Because the BPS Trust Fund (our money) pays the claims for thousands of health plan members, it’s important that each member:
 is a wise consumer of health care services and thinks about spending health care dollars as if they were their own – because, really, they are.
 strives to achieve and maintain good health. The bottom line is that every dollar saved on health care spending is a dollar that can be spent elsewhere in the district, such as in classrooms or for salary increases or additional benefits.

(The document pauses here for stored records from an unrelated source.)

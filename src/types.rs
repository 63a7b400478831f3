use std::collections::BTreeMap;
use std::fmt;
use std::str::FromStr;

use serde::Deserialize;

/// A typed task parameter value.
///
/// The type of a parameter is fixed by its declared default; overrides given
/// as strings are coerced to that type (see [`ParamValue::coerce`]).
#[derive(Debug, Clone, PartialEq, Deserialize)]
#[serde(untagged)]
pub enum ParamValue {
    Bool(bool),
    Int(i64),
    Float(f64),
    Str(String),
}

impl ParamValue {
    pub fn type_name(&self) -> &'static str {
        match self {
            ParamValue::Bool(_) => "bool",
            ParamValue::Int(_) => "integer",
            ParamValue::Float(_) => "float",
            ParamValue::Str(_) => "string",
        }
    }

    /// Parse `raw` as a value of the same type as `self`.
    pub fn coerce(&self, raw: &str) -> Result<ParamValue, String> {
        let trimmed = raw.trim();
        match self {
            ParamValue::Str(_) => Ok(ParamValue::Str(raw.to_string())),
            ParamValue::Int(_) => trimmed
                .parse::<i64>()
                .map(ParamValue::Int)
                .map_err(|e| format!("expected an integer, got {raw:?}: {e}")),
            ParamValue::Float(_) => trimmed
                .parse::<f64>()
                .map(ParamValue::Float)
                .map_err(|e| format!("expected a float, got {raw:?}: {e}")),
            ParamValue::Bool(_) => match trimmed.to_lowercase().as_str() {
                "true" | "yes" | "on" | "1" => Ok(ParamValue::Bool(true)),
                "false" | "no" | "off" | "0" => Ok(ParamValue::Bool(false)),
                _ => Err(format!("expected a boolean, got {raw:?}")),
            },
        }
    }

    pub fn as_str(&self) -> Option<&str> {
        match self {
            ParamValue::Str(s) => Some(s),
            _ => None,
        }
    }

    pub fn as_int(&self) -> Option<i64> {
        match self {
            ParamValue::Int(n) => Some(*n),
            _ => None,
        }
    }

    pub fn as_float(&self) -> Option<f64> {
        match self {
            ParamValue::Float(n) => Some(*n),
            ParamValue::Int(n) => Some(*n as f64),
            _ => None,
        }
    }

    pub fn as_bool(&self) -> Option<bool> {
        match self {
            ParamValue::Bool(b) => Some(*b),
            _ => None,
        }
    }
}

impl fmt::Display for ParamValue {
    fn fmt(&self, f: &mut fmt::Formatter<'_>) -> fmt::Result {
        match self {
            ParamValue::Bool(b) => write!(f, "{b}"),
            ParamValue::Int(n) => write!(f, "{n}"),
            ParamValue::Float(n) => write!(f, "{n}"),
            ParamValue::Str(s) => f.write_str(s),
        }
    }
}

/// Named, typed parameters of one task.
#[derive(Debug, Clone, Default, PartialEq)]
pub struct TaskParams {
    values: BTreeMap<String, ParamValue>,
}

impl TaskParams {
    pub fn new() -> Self {
        Self::default()
    }

    pub fn get(&self, key: &str) -> Option<&ParamValue> {
        self.values.get(key)
    }

    pub fn contains(&self, key: &str) -> bool {
        self.values.contains_key(key)
    }

    /// Declare (or redeclare) a parameter with its default value.
    pub fn declare(&mut self, key: impl Into<String>, default: ParamValue) {
        self.values.insert(key.into(), default);
    }

    /// Add every parameter of `other` not declared here yet.
    pub fn merge_missing(&mut self, other: TaskParams) {
        for (key, value) in other.values {
            self.values.entry(key).or_insert(value);
        }
    }

    /// Replace the value of an existing parameter with `raw`, coerced to the
    /// declared type.
    pub fn set_from_str(&mut self, key: &str, raw: &str) -> Result<(), String> {
        let current = self
            .values
            .get_mut(key)
            .ok_or_else(|| format!("unknown parameter '{key}'"))?;
        *current = current
            .coerce(raw)
            .map_err(|e| format!("parameter '{key}': {e}"))?;
        Ok(())
    }

    pub fn iter(&self) -> impl Iterator<Item = (&str, &ParamValue)> {
        self.values.iter().map(|(k, v)| (k.as_str(), v))
    }

    pub fn is_empty(&self) -> bool {
        self.values.is_empty()
    }
}

impl FromIterator<(String, ParamValue)> for TaskParams {
    fn from_iter<I: IntoIterator<Item = (String, ParamValue)>>(iter: I) -> Self {
        Self {
            values: iter.into_iter().collect(),
        }
    }
}

/// A `--set task.key=value` override from the command line.
#[derive(Debug, Clone, PartialEq, Eq)]
pub struct ParamOverride {
    pub task: String,
    pub key: String,
    pub value: String,
}

impl FromStr for ParamOverride {
    type Err = String;

    fn from_str(s: &str) -> Result<Self, Self::Err> {
        let (target, value) = s
            .split_once('=')
            .ok_or_else(|| format!("invalid override {s:?} (expected TASK.KEY=VALUE)"))?;
        let (task, key) = target
            .rsplit_once('.')
            .ok_or_else(|| format!("invalid override {s:?} (expected TASK.KEY=VALUE)"))?;

        if task.is_empty() || key.is_empty() {
            return Err(format!(
                "invalid override {s:?} (task and key must be non-empty)"
            ));
        }

        Ok(Self {
            task: task.to_string(),
            key: key.to_string(),
            value: value.to_string(),
        })
    }
}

How to Be a Wise Consumer of Health Care Services

Your doctor has just written you a prescription for a colonoscopy and recommended you use the local hospital for the procedure; your neighbor endorsed his cousin, Dr. I. Dunno, to do it. But are either the best choice? How would you know? Where do you go for answers? Don’t worry! All the information you’d need to make an informed decision can be found either by calling Cigna – 800-244-6224 – or by going to www.mycigna.com. On their website, Cigna offers all kinds of information and tools to help you shop for providers with the best pricing and outcomes for your needed procedure. Now, about that colonoscopy, here’s an example: For zip code 32955, mycigna.com includes the following:
 5 providers with a cost of $722;
 7 providers with a cost around $1,350
 2 providers showing a $1,554 cost
In addition to looking at the providers’ locations and costs, you’ll also want to check their credentials and what quality ratings and/or recognitions they’ve earned. Those with the Cigna Care Designation symbol are providers who have met Cigna’s high-quality and cost-efficient standards. Also, don’t forget that using IN-network providers is the best way to save yourself, and the BPS plan, money. That’s because Cigna negotiates discounts on what their network providers charge AND, if applicable, the coinsurance amount you pay for IN-network providers is 20%. If you use nonnetwork providers, the coinsurance amount you’d pay is 40%.

REMINDER: Nov. 15, 2018 is the deadline for enrolled employees and covered spouses to complete a biometric screening AND a Health Assessment in order to earn a reduced In-network plan deductible for the 2019 plan year.